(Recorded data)
-- -- --
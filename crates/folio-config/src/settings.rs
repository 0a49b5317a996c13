//! Global configuration settings shared across profiles.

use serde::{Deserialize, Serialize};

#[derive(Debug, Clone, Default, PartialEq, Serialize, Deserialize)]
pub struct GlobalSettings {
    /// Default log level when neither `--verbose`, `--quiet` nor `RUST_LOG` is given
    #[serde(default)]
    pub log_level: Option<String>,

    /// Log graph walks (trace level) for the folio crates
    #[serde(default)]
    pub trace: bool,

    /// Worker threads for isolated planning and emission (defaults to the CPU count)
    #[serde(default)]
    pub parallel_jobs: Option<usize>,
}
//! `folio plan`: assemble plans without emitting anything.

use crate::cli::PlanArgs;
use crate::commands::utils;
use crate::error::Result;
use crate::ui;

/// Print the assembled plans, as JSON with `--json` or as a summary table.
pub fn execute(args: PlanArgs) -> Result<()> {
    let planned = utils::plan(&args.project)?;

    if args.json {
        println!("{}", serde_json::to_string_pretty(&planned.plans)?);
        return Ok(());
    }

    ui::print_plan_summary(&planned.plans);
    ui::success(&format!(
        "Planned {} page(s) in {} mode for {}",
        planned.config.pages.len(),
        planned.plans.mode,
        planned.plans.environment
    ));
    Ok(())
}
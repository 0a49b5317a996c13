//! Logging setup for the Folio CLI.
//!
//! The filter is chosen in this order:
//! 1. `--verbose`: debug for the folio crates
//! 2. `--quiet`: errors only
//! 3. `RUST_LOG`
//! 4. `[settings]` in the config (`trace = true`, then `log_level`)
//! 5. info for the folio crates
//!
//! ```rust,no_run
//! use folio_cli::logger::init_logger;
//! use folio_config::GlobalSettings;
//!
//! init_logger(false, false, false, &GlobalSettings::default());
//! tracing::info!("planning pages");
//! ```

use folio_config::GlobalSettings;
use tracing_subscriber::{EnvFilter, fmt, layer::SubscriberExt, util::SubscriberInitExt};

const FOLIO_CRATES: [&str; 4] = ["folio_cli", "folio_config", "folio_graph", "folio_planner"];

/// Initialize the tracing subscriber. Later calls are no-ops.
///
/// Logs go to stderr; stdout is reserved for `plan --json`.
pub fn init_logger(verbose: bool, quiet: bool, no_color: bool, settings: &GlobalSettings) {
    let fmt_layer = fmt::layer()
        .with_writer(std::io::stderr)
        .with_target(false)
        .with_level(true)
        .with_ansi(!no_color)
        .without_time()
        .compact();

    let _ = tracing_subscriber::registry()
        .with(select_filter(verbose, quiet, settings))
        .with(fmt_layer)
        .try_init();
}

fn select_filter(verbose: bool, quiet: bool, settings: &GlobalSettings) -> EnvFilter {
    if verbose {
        return EnvFilter::new(directives("debug"));
    }
    if quiet {
        return EnvFilter::new("error");
    }
    if let Ok(filter) = EnvFilter::try_from_default_env() {
        return filter;
    }

    let level = if settings.trace {
        "trace"
    } else {
        settings.log_level.as_deref().unwrap_or("info")
    };
    EnvFilter::try_new(directives(level)).unwrap_or_else(|_| EnvFilter::new(directives("info")))
}

/// `folio_cli=<level>,folio_config=<level>,...`
fn directives(level: &str) -> String {
    FOLIO_CRATES
        .iter()
        .map(|krate| format!("{krate}={level}"))
        .collect::<Vec<_>>()
        .join(",")
}
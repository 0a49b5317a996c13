//! Error handling for the Folio CLI.
//!
//! Library errors convert into [`CliError`] through `#[from]`; `main` turns the
//! final error into a miette report (see [`cli_error_to_miette`]).

mod miette;

use std::path::PathBuf;

use thiserror::Error;

pub use self::miette::cli_error_to_miette;

/// Top-level CLI error type.
#[derive(Debug, Error)]
pub enum CliError {
    /// Configuration loading and validation errors
    #[error(transparent)]
    Config(#[from] folio_config::ConfigError),

    /// Plan assembly and emission errors
    #[error(transparent)]
    Plan(#[from] folio_planner::PlanError),

    /// Graph manifest errors
    #[error(transparent)]
    Graph(#[from] folio_graph::GraphError),

    /// File or directory not found
    #[error("File not found: {}", .0.display())]
    FileNotFound(PathBuf),

    /// I/O errors from file system operations
    #[error("I/O error: {0}")]
    Io(#[from] std::io::Error),

    /// JSON serialization errors
    #[error("JSON error: {0}")]
    Json(#[from] serde_json::Error),
}

/// Result type alias using `CliError` as the default error type.
pub type Result<T, E = CliError> = std::result::Result<T, E>;

/// Extension trait for adding context to `Result` types.
pub trait ResultExt<T> {
    /// Turn a not-found I/O error into [`CliError::FileNotFound`] for `path`.
    ///
    /// ```rust,no_run
    /// # use std::path::Path;
    /// # use folio_cli::error::{Result, ResultExt};
    /// # fn run() -> Result<()> {
    /// let path = Path::new("folio.toml");
    /// std::fs::read_to_string(path).with_path(path)?;
    /// # Ok(())
    /// # }
    /// ```
    fn with_path(self, path: impl AsRef<std::path::Path>) -> Result<T>;
}

impl<T, E: Into<CliError>> ResultExt<T> for std::result::Result<T, E> {
    fn with_path(self, path: impl AsRef<std::path::Path>) -> Result<T> {
        self.map_err(|e| match e.into() {
            CliError::Io(io_err) if io_err.kind() == std::io::ErrorKind::NotFound => {
                CliError::FileNotFound(path.as_ref().to_path_buf())
            }
            other => other,
        })
    }
}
-- -- --
### Work request
Return the records exactly, character for character.

### Task solution
filename crates/folio-config/src/settings.rs
repository 0a49b5317a996c13
//! Global configuration settings shared across profiles.

use serde::{Deserialize, Serialize};

#[derive(Debug, Clone, Default, PartialEq, Serialize, Deserialize)]
pub struct GlobalSettings {
    /// Default log level when neither `--verbose`, `--quiet` nor `RUST_LOG` is given
    #[serde(default)]
    pub log_level: Option<String>,

    /// Log graph walks (trace level) for the folio crates
    #[serde(default)]
    pub trace: bool,

    /// Worker threads for isolated planning and emission (defaults to the CPU count)
    #[serde(default)]
    pub parallel_jobs: Option<usize>,
}
//! `folio plan`: assemble plans without emitting anything.

use crate::cli::PlanArgs;
use crate::commands::utils;
use crate::error::Result;
use crate::ui;

/// Print the assembled plans, as JSON with `--json` or as a summary table.
pub fn execute(args: PlanArgs) -> Result<()> {
    let planned = utils::plan(&args.project)?;

    if args.json {
        println!("{}", serde_json::to_string_pretty(&planned.plans)?);
        return Ok(());
    }

    ui::print_plan_summary(&planned.plans);
    ui::success(&format!(
        "Planned {} page(s) in {} mode for {}",
        planned.config.pages.len(),
        planned.plans.mode,
        planned.plans.environment
    ));
    Ok(())
}
repository 0a49b5317a996c13
//! Logging setup for the Folio CLI.
//!
//! The filter is chosen in this order:
//! 1. `--verbose`: debug for the folio crates
//! 2. `--quiet`: errors only
//! 3. `RUST_LOG`
//! 4. `[settings]` in the config (`trace = true`, then `log_level`)
//! 5. info for the folio crates
//!
//! ```rust,no_run
//! use folio_cli::logger::init_logger;
//! use folio_config::GlobalSettings;
//!
//! init_logger(false, false, false, &GlobalSettings::default());
//! tracing::info!("planning pages");
//! ```

use folio_config::GlobalSettings;
use tracing_subscriber::{EnvFilter, fmt, layer::SubscriberExt, util::SubscriberInitExt};

const FOLIO_CRATES: [&str; 4] = ["folio_cli", "folio_config", "folio_graph", "folio_planner"];

/// Initialize the tracing subscriber. Later calls are no-ops.
///
/// Logs go to stderr; stdout is reserved for `plan --json`.
pub fn init_logger(verbose: bool, quiet: bool, no_color: bool, settings: &GlobalSettings) {
    let fmt_layer = fmt::layer()
        .with_writer(std::io::stderr)
        .with_target(false)
        .with_level(true)
        .with_ansi(!no_color)
        .without_time()
        .compact();

    let _ = tracing_subscriber::registry()
        .with(select_filter(verbose, quiet, settings))
        .with(fmt_layer)
        .try_init();
}

fn select_filter(verbose: bool, quiet: bool, settings: &GlobalSettings) -> EnvFilter {
    if verbose {
        return EnvFilter::new(directives("debug"));
    }
    if quiet {
        return EnvFilter::new("error");
    }
    if let Ok(filter) = EnvFilter::try_from_default_env() {
        return filter;
    }

    let level = if settings.trace {
        "trace"
    } else {
        settings.log_level.as_deref().unwrap_or("info")
    };
    EnvFilter::try_new(directives(level)).unwrap_or_else(|_| EnvFilter::new(directives("info")))
}

/// `folio_cli=<level>,folio_config=<level>,...`
fn directives(level: &str) -> String {
    FOLIO_CRATES
        .iter()
        .map(|krate| format!("{krate}={level}"))
        .collect::<Vec<_>>()
        .join(",")
}
repository 0a49b5317a996c13
//! Error handling for the Folio CLI.
//!
//! Library errors convert into [`CliError`] through `#[from]`; `main` turns the
//! final error into a miette report (see [`cli_error_to_miette`]).

mod miette;

use std::path::PathBuf;

use thiserror::Error;

pub use self::miette::cli_error_to_miette;

/// Top-level CLI error type.
#[derive(Debug, Error)]
pub enum CliError {
    /// Configuration loading and validation errors
    #[error(transparent)]
    Config(#[from] folio_config::ConfigError),

    /// Plan assembly and emission errors
    #[error(transparent)]
    Plan(#[from] folio_planner::PlanError),

    /// Graph manifest errors
    #[error(transparent)]
    Graph(#[from] folio_graph::GraphError),

    /// File or directory not found
    #[error("File not found: {}", .0.display())]
    FileNotFound(PathBuf),

    /// I/O errors from file system operations
    #[error("I/O error: {0}")]
    Io(#[from] std::io::Error),

    /// JSON serialization errors
    #[error("JSON error: {0}")]
    Json(#[from] serde_json::Error),
}

/// Result type alias using `CliError` as the default error type.
pub type Result<T, E = CliError> = std::result::Result<T, E>;

/// Extension trait for adding context to `Result` types.
pub trait ResultExt<T> {
    /// Turn a not-found I/O error into [`CliError::FileNotFound`] for `path`.
    ///
    /// ```rust,no_run
    /// # use std::path::Path;
    /// # use folio_cli::error::{Result, ResultExt};
    /// # fn run() -> Result<()> {
    /// let path = Path::new("folio.toml");
    /// std::fs::read_to_string(path).with_path(path)?;
    /// # Ok(())
    /// # }
    /// ```
    fn with_path(self, path: impl AsRef<std::path::Path>) -> Result<T>;
}

impl<T, E: Into<CliError>> ResultExt<T> for std::result::Result<T, E> {
    fn with_path(self, path: impl AsRef<std::path::Path>) -> Result<T> {
        self.map_err(|e| match e.into() {
            CliError::Io(io_err) if io_err.kind() == std::io::ErrorKind::NotFound => {
                CliError::FileNotFound(path.as_ref().to_path_buf())
            }
            other => other,
        })
    }
}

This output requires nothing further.